I set mine up so all the accessories will be drawing from the aux battery. Winch, air compressor and eventually the fridge once I get one will pull only from the aux, this way the starting battery won't have the load on it.
 
Well at this point if I leave the truck in Acc. Mode I will still be drawing power from the Main battery. What I want to accomplish is no matter how I use the truck I can only drain one battery while the truck is off, in Acc, or even Run. This would insure the second battery always has power to start the truck. My concern here is if I connect it the way I am anticipating, I will provide power to start the car but the second the key gets back to Run it will have no power depending on how drained the Aux. Battery is. Im thinking I may have to install a switch that allows me to toggle the green leads back and forth from Aux Battery to Main Battery.
 
Look at the 12volt Guy dual battery kit. I think it will accomplish what you are trying to do. It is a solenoid type switch that can automatically connect your batteries with your ignition on (yes, I believe that it Acc position will join them), or you can manually switch it off so that they don't join.
http://12voltguy.com/dual-battery-kits_1.html
 
Keitha - Thanks for the link! that's a lot nicer version of what my old system was basically!

I guess i'm not explaining myself very well though. I currently have a really nice working dual battery system. However my interior lights, stereo, CB, seats controls, seat heaters and some small accessories all work of the stock harness. I really do not wish to run new wiring for these features when all the original is still there and in great shape.

So I know it would take along time before I drain a battery using any of these components with the truck off or in Acc., but I wouldn't be worried about it if I could say I have never had it happen :/ So even though my batteries are isolated at this point I still draw from both batteries. My goal is to only ever draw from one battery.

With my current system the battery that has the starting system on it will them receives a charge from the alternator while the truck is running, this in turn will activate the ACR and start a charge on the second.

I guess I will play with it and give it a shot if I get a chance in the next week or so.... I try to post back.
 
Reverse your thinking a bit - Your house battery can still do the same thing as if it were a 1 battery truck. Your second battery becomes a back-up. It charges when the motor is running, then is isolated when you shut the motor off or open the manual switch. If you kill your house battery, you still have your auxiliary batter to basically self-jump start your vehicle.
It's a lot of brain damage the way your thinking about it.

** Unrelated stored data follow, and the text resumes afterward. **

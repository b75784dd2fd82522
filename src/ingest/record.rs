//! Document records written to the index.

use super::scan::ScannedFile;
use crate::tika::{ExtractionClient, file_stem};
use serde::{Deserialize, Serialize};
use sha2::{Digest, Sha256};
use std::path::Path;
use std::time::SystemTime;
use time::OffsetDateTime;
use time::format_description::well_known::Rfc3339;

use super::IngestError;

/// Record stored in the index for each scanned file.
#[derive(Debug, Clone, PartialEq, Eq, Serialize, Deserialize)]
pub struct DocumentRecord {
    /// Index identifier, derived from the absolute path.
    pub id: String,
    /// Absolute file path.
    pub path: String,
    /// File name including extension.
    pub file_name: String,
    /// First folder below the scan root.
    pub level1: String,
    /// Second folder below the scan root.
    pub level2: String,
    /// Folders between `level2` and the file.
    pub relative_subpath: String,
    /// Extracted title or file stem.
    pub title: String,
    /// Extracted text body.
    pub content: String,
    /// Detected MIME type.
    pub media_type: String,
    /// Lower-case extension without dot.
    pub ext: String,
    /// Last modification time, RFC3339 UTC.
    pub modified_at: String,
    /// File size in bytes.
    pub size_bytes: u64,
    /// SHA-256 of the file content.
    pub sha256: String,
    /// Completion terms: level names and title.
    pub suggest: Vec<String>,
}

/// What happened to the text extraction step of a record.
#[derive(Debug, Clone, Copy, PartialEq, Eq)]
pub enum ExtractionOutcome {
    /// Text and metadata came from the extraction service.
    Extracted,
    /// File exceeded the size ceiling; indexed without content.
    SkippedTooLarge,
    /// Extraction service failed; indexed without content.
    Failed,
}

/// Stable index identifier for a file: hex SHA-256 of its absolute path.
pub fn document_id(path: &Path) -> String {
    hex::encode(Sha256::digest(path.to_string_lossy().as_bytes()))
}

/// Stream the file through SHA-256.
pub fn compute_sha256(path: &Path) -> std::io::Result<String> {
    let mut file = std::fs::File::open(path)?;
    let mut hasher = Sha256::new();
    std::io::copy(&mut file, &mut hasher)?;
    Ok(hex::encode(hasher.finalize()))
}

fn to_rfc3339(time: SystemTime) -> String {
    OffsetDateTime::from(time)
        .format(&Rfc3339)
        .unwrap_or_else(|_| "1970-01-01T00:00:00Z".to_string())
}

fn suggest_terms(terms: [&str; 3]) -> Vec<String> {
    let mut out: Vec<String> = Vec::with_capacity(terms.len());
    for term in terms {
        if !term.is_empty() && !out.iter().any(|existing| existing == term) {
            out.push(term.to_string());
        }
    }
    out
}

/// Build the index record for `file`, extracting text when it is small enough.
///
/// Extraction failures never fail the record; they only leave `content` empty.
pub async fn build_record(
    file: &ScannedFile,
    extractor: &dyn ExtractionClient,
    max_ocr_bytes: u64,
) -> Result<(DocumentRecord, ExtractionOutcome), IngestError> {
    let io_error = |source| IngestError::Io {
        path: file.path.display().to_string(),
        source,
    };
    let metadata = tokio::fs::metadata(&file.path).await.map_err(io_error)?;
    let hash_path = file.path.clone();
    let sha256 = tokio::task::spawn_blocking(move || compute_sha256(&hash_path))
        .await
        .map_err(|join| io_error(std::io::Error::other(join)))?
        .map_err(io_error)?;

    let size_bytes = metadata.len();
    let (extraction, outcome) = if size_bytes > max_ocr_bytes {
        tracing::info!(
            path = %file.path.display(),
            size_bytes,
            max_ocr_bytes,
            "File too large for extraction; indexing metadata only"
        );
        (None, ExtractionOutcome::SkippedTooLarge)
    } else {
        match extractor.extract(&file.path).await {
            Ok(extraction) => (Some(extraction), ExtractionOutcome::Extracted),
            Err(error) => {
                tracing::warn!(
                    path = %file.path.display(),
                    error = %error,
                    "Extraction failed; indexing metadata only"
                );
                (None, ExtractionOutcome::Failed)
            }
        }
    };

    let extraction = extraction.unwrap_or_default();
    let title = if extraction.title.trim().is_empty() {
        file_stem(&file.path)
    } else {
        extraction.title
    };
    let modified_at = metadata
        .modified()
        .map(to_rfc3339)
        .unwrap_or_else(|_| to_rfc3339(SystemTime::UNIX_EPOCH));

    let record = DocumentRecord {
        id: document_id(&file.path),
        path: file.path.display().to_string(),
        file_name: file.file_name.clone(),
        level1: file.level1.clone(),
        level2: file.level2.clone(),
        relative_subpath: file.relative_subpath.clone(),
        suggest: suggest_terms([&file.level1, &file.level2, &title]),
        title,
        content: extraction.content,
        media_type: extraction.media_type,
        ext: file.ext.clone(),
        modified_at,
        size_bytes,
        sha256,
    };
    Ok((record, outcome))
}

#[cfg(test)]
mod tests {
    use super::*;
    use crate::tika::{Extraction, TikaError};
    use async_trait::async_trait;
    use std::path::PathBuf;

    struct FixedExtractor(Result<Extraction, ()>);

    #[async_trait]
    impl ExtractionClient for FixedExtractor {
        async fn extract(&self, _path: &Path) -> Result<Extraction, TikaError> {
            self.0.clone().map_err(|()| TikaError::UnexpectedStatus {
                status: reqwest::StatusCode::INTERNAL_SERVER_ERROR,
                body: "boom".into(),
            })
        }
    }

    fn scanned(dir: &Path, bytes: &[u8]) -> ScannedFile {
        let path = dir.join("facture.pdf");
        std::fs::write(&path, bytes).expect("write");
        ScannedFile {
            path,
            file_name: "facture.pdf".into(),
            level1: "2023".into(),
            level2: "Mars".into(),
            ext: "pdf".into(),
            relative_subpath: "taxi".into(),
        }
    }

    #[test]
    fn document_id_is_stable_per_path() {
        let a = document_id(&PathBuf::from("/data/A/B/x.pdf"));
        assert_eq!(a, document_id(&PathBuf::from("/data/A/B/x.pdf")));
        assert_ne!(a, document_id(&PathBuf::from("/data/A/B/y.pdf")));
        assert_eq!(a.len(), 64);
    }

    #[test]
    fn sha256_matches_known_digest() {
        let dir = tempfile::tempdir().expect("temp dir");
        let path = dir.path().join("abc.pdf");
        std::fs::write(&path, b"abc").expect("write");
        assert_eq!(
            compute_sha256(&path).expect("hash"),
            "ba7816bf8f01cfea414140de5dae2223b00361a396177a9cb410ff61f20015ad"
        );
    }

    #[test]
    fn suggest_terms_dedupes_and_skips_empty() {
        assert_eq!(
            suggest_terms(["2023", "", "2023"]),
            vec!["2023".to_string()]
        );
    }

    #[tokio::test]
    async fn record_carries_levels_and_extracted_text() {
        let dir = tempfile::tempdir().expect("temp dir");
        let file = scanned(dir.path(), b"pdf bytes");
        let extractor = FixedExtractor(Ok(Extraction {
            title: "Taxi Paris".into(),
            content: "42 EUR".into(),
            media_type: "application/pdf".into(),
        }));

        let (record, outcome) = build_record(&file, &extractor, 1024)
            .await
            .expect("record");

        assert_eq!(outcome, ExtractionOutcome::Extracted);
        assert_eq!(record.level1, "2023");
        assert_eq!(record.level2, "Mars");
        assert_eq!(record.relative_subpath, "taxi");
        assert_eq!(record.title, "Taxi Paris");
        assert_eq!(record.content, "42 EUR");
        assert_eq!(record.size_bytes, 9);
        assert_eq!(record.id, document_id(&file.path));
        assert_eq!(record.suggest, vec!["2023", "Mars", "Taxi Paris"]);
        assert!(record.modified_at.contains('T'));
    }

    #[tokio::test]
    async fn extraction_failure_still_yields_record() {
        let dir = tempfile::tempdir().expect("temp dir");
        let file = scanned(dir.path(), b"pdf bytes");

        let (record, outcome) = build_record(&file, &FixedExtractor(Err(())), 1024)
            .await
            .expect("record");

        assert_eq!(outcome, ExtractionOutcome::Failed);
        assert_eq!(record.title, "facture");
        assert_eq!(record.content, "");
    }

    #[tokio::test]
    async fn large_files_skip_extraction() {
        let dir = tempfile::tempdir().expect("temp dir");
        let file = scanned(dir.path(), &[0u8; 32]);
        let extractor = FixedExtractor(Ok(Extraction {
            title: "never used".into(),
            content: "never used".into(),
            media_type: String::new(),
        }));

        let (record, outcome) = build_record(&file, &extractor, 16).await.expect("record");

        assert_eq!(outcome, ExtractionOutcome::SkippedTooLarge);
        assert_eq!(record.content, "");
        assert_eq!(record.title, "facture");
    }

    #[tokio::test]
    async fn missing_file_is_an_io_error() {
        let file = ScannedFile {
            path: PathBuf::from("/no/such/A/B/x.pdf"),
            file_name: "x.pdf".into(),
            level1: "A".into(),
            level2: "B".into(),
            ext: "pdf".into(),
            relative_subpath: String::new(),
        };
        let error = build_record(&file, &FixedExtractor(Err(())), 1024)
            .await
            .expect_err("should fail");
        assert!(matches!(error, IngestError::Io { .. }));
    }
}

While you are on the West Marine site, look up the Blue Seas "Add-a-Battery" kit and how it is wired and what it does.
 
Years ago in the back of the Standard Ignition catalog,they showed how to use a SS-584 starter solenoid relay as a auxillary battery isolator ,that allowed both batteries to charge while the engine was running,and isolate one battery when the key is off,so you'll always have one fully charged battery...

It was a simple hook up--two battery cables to each positive battery terminal to the solenoid ,and a 12V hot wire from the ignition to activate it in the "on" position..

Basically that part number is just a metal cased constant duty solenoid,similar to the ones many Fords used,but those had a plastic case...
 
If you can swap the yellow top starter side battery with a red top at some point..the extra cold cranking amps is better than the deep cycle on the starter battery..deep cycle yellow top is great for the aux side tho
 
Reverse your thinking a bit - Your house battery can still do the same thing as if it were a 1 battery truck. Your second battery becomes a back-up. It charges when the motor is running, then is isolated when you shut the motor off or open the manual switch. If you kill your house battery, you still have your auxiliary batter to basically self-jump start your vehicle.
It's a lot of brain damage the way your thinking about it.

While you are on the West Marine site, look up the Blue Seas "Add-a-Battery" kit and how it is wired and what it does.

This is a smart way to do it. Your system with all of the accessories on it is as you said on the main cranking battery, but done well. If you don't want to change the existing wiring for those items, put a continuous duty solenoid that the others have listed on with a 3 position switch. Switch in one position joins the batteries with it on and the key on. In the middle (off) position, the two batteries are divorced with the key on. Position 2 powers the solenoid up from the second battery to join for self jump starting. By doing this you can leave the accessories as you already have them. Throw the switch to the "off" position and the load while using the accessories and the 2nd battery is still is in reserve to allow for a self jump with the switch put into the 2nd position.
 
Some of the systems they have out now, as mentioned here, are probably a lot better than the way I ran dual batteries on my '79 F150. But, you might be able to use some of the ideas.
I used a dual diode isolator.
I cut the power out wire coming out of my alternator, ran the output of the alt to the center pin of the isolator. Then hooked the other cut end to one of the outputs.
On that model Ford the rest was simple. All the hookups to the battery connect at the battery terminal on the starter solenoid. I removed all those wires, spliced them together and connected them to the second battery.
I left the cranking battery hooked to the starter solenoid, and ran a wire from the second terminal of the isolator to it.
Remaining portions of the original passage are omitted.